From the top of the records below down to the line containing "a top-level organization)", reproduce every line exactly.

> [Listed records]:

--- START ---

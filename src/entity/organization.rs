//! Organization entity - legal entities and physical locations
//!
//! Both kinds share one parent-pointer list, so a location may hang under a
//! legal entity and vice versa.

use serde::{Deserialize, Serialize};

/// Organization type tag
#[derive(Clone, Copy, Debug, PartialEq, Eq, Hash, Serialize, Deserialize)]
#[serde(rename_all = "SCREAMING_SNAKE_CASE")]
pub enum OrgType {
    LegalEntity,
    Location,
}

impl OrgType {
    /// Human label shown in the detail panel
    pub fn label(self) -> &'static str {
        match self {
            OrgType::LegalEntity => "Юридическое лицо",
            OrgType::Location => "Локация",
        }
    }
}

#[derive(Clone, Debug, PartialEq, Eq, Serialize, Deserialize)]
pub struct Organization {
    pub id: i64,

    pub name: String,

    pub description: String,

    /// Parent organization of any type (None for a top-level organization)
    pub parent_id: Option<i64>,

    pub org_type: OrgType,

    pub is_active: bool,

    #[serde(default, skip_serializing_if = "Option::is_none")]
    pub legal_address: Option<String>,

    #[serde(default, skip_serializing_if = "Option::is_none")]
    pub physical_address: Option<String>,

    /// Taxpayer number (ИНН)
    #[serde(default, skip_serializing_if = "Option::is_none")]
    pub inn: Option<String>,

    /// Registration reason code (КПП)
    #[serde(default, skip_serializing_if = "Option::is_none")]
    pub kpp: Option<String>,
}
//! Read-only JSON endpoints over the organization snapshot

use axum::{
    extract::{
        rejection::{PathRejection, QueryRejection},
        Path, Query, State,
    },
    response::{IntoResponse, Json, Response},
};
use serde::{Deserialize, Serialize};

use crate::detail;
use crate::entity::{Division, FunctionalRelation, Organization, Staff};
use crate::error::AppResult;
use crate::network::{AdjacencyMatrix, NetworkView, RelationFilter};
use crate::routes::ApiResponse;
use crate::state::AppState;
use crate::view::{EntityKind, ViewState, VisualizationMode};

/// GET /api/organizations
pub async fn get_organizations(State(state): State<AppState>) -> Json<ApiResponse<Vec<Organization>>> {
    Json(ApiResponse::success(state.data.organizations.clone()))
}

/// GET /api/divisions
pub async fn get_divisions(State(state): State<AppState>) -> Json<ApiResponse<Vec<Division>>> {
    Json(ApiResponse::success(state.data.divisions.clone()))
}

/// GET /api/staff
pub async fn get_staff(State(state): State<AppState>) -> Json<ApiResponse<Vec<Staff>>> {
    Json(ApiResponse::success(state.data.staff.clone()))
}

/// GET /api/relations
pub async fn get_relations(State(state): State<AppState>) -> Json<ApiResponse<Vec<FunctionalRelation>>> {
    Json(ApiResponse::success(state.data.relations.clone()))
}

/// GET /api/hierarchy/:entity
/// Nested forest of the requested structure
pub async fn get_hierarchy(
    State(state): State<AppState>,
    entity: Result<Path<EntityKind>, PathRejection>,
) -> AppResult<Response> {
    let Path(entity) = entity?;
    let tree = entity.hierarchy(&state.data)?;
    Ok(Json(ApiResponse::success(tree.nested())).into_response())
}

#[derive(Debug, Default, Deserialize)]
pub struct RelationQuery {
    #[serde(default)]
    pub relation: RelationFilter,
}

/// GET /api/network
pub async fn get_network(
    State(state): State<AppState>,
    query: Result<Query<RelationQuery>, QueryRejection>,
) -> AppResult<Json<ApiResponse<NetworkView>>> {
    let Query(query) = query?;
    let view = state.data.functional_relations_network().filtered(query.relation);
    Ok(Json(ApiResponse::success(view)))
}

#[derive(Debug, Serialize)]
pub struct MatrixResponse {
    /// Staff ids in row/column order
    pub nodes: Vec<i64>,
    pub matrix: AdjacencyMatrix,
}

/// GET /api/matrix
pub async fn get_matrix(
    State(state): State<AppState>,
    query: Result<Query<RelationQuery>, QueryRejection>,
) -> AppResult<Json<ApiResponse<MatrixResponse>>> {
    let Query(query) = query?;
    let view = state.data.functional_relations_network().filtered(query.relation);
    let matrix = AdjacencyMatrix::build(&view);
    Ok(Json(ApiResponse::success(MatrixResponse {
        nodes: view.nodes.iter().map(|node| node.id).collect(),
        matrix,
    })))
}

#[derive(Debug, Deserialize)]
pub struct DetailQuery {
    #[serde(default)]
    pub mode: VisualizationMode,
    #[serde(default)]
    pub entity: EntityKind,
    pub id: i64,
}

/// GET /api/detail
/// Detail panel content for a node; `data` is null when the id does not resolve
pub async fn get_detail(
    State(state): State<AppState>,
    query: Result<Query<DetailQuery>, QueryRejection>,
) -> AppResult<Response> {
    let Query(query) = query?;
    let view = ViewState {
        mode: query.mode,
        entity: query.entity,
        selected: Some(query.id),
        ..Default::default()
    };
    let detail = detail::lookup(&state.data, &view)?;
    if detail.is_none() {
        tracing::debug!("No {} record with id {}", query.mode.as_str(), query.id);
    }
    Ok(Json(ApiResponse::success(detail)).into_response())
}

--- END ---

> [Written reply]:
filename src/entity/organization.rs
//! Organization entity - legal entities and physical locations
//!
//! Both kinds share one parent-pointer list, so a location may hang under a
//! legal entity and vice versa.

use serde::{Deserialize, Serialize};

/// Organization type tag
#[derive(Clone, Copy, Debug, PartialEq, Eq, Hash, Serialize, Deserialize)]
#[serde(rename_all = "SCREAMING_SNAKE_CASE")]
pub enum OrgType {
    LegalEntity,
    Location,
}

impl OrgType {
    /// Human label shown in the detail panel
    pub fn label(self) -> &'static str {
        match self {
            OrgType::LegalEntity => "Юридическое лицо",
            OrgType::Location => "Локация",
        }
    }
}

#[derive(Clone, Debug, PartialEq, Eq, Serialize, Deserialize)]
pub struct Organization {
    pub id: i64,

    pub name: String,

    pub description: String,

    /// Parent organization of any type (None for a top-level organization)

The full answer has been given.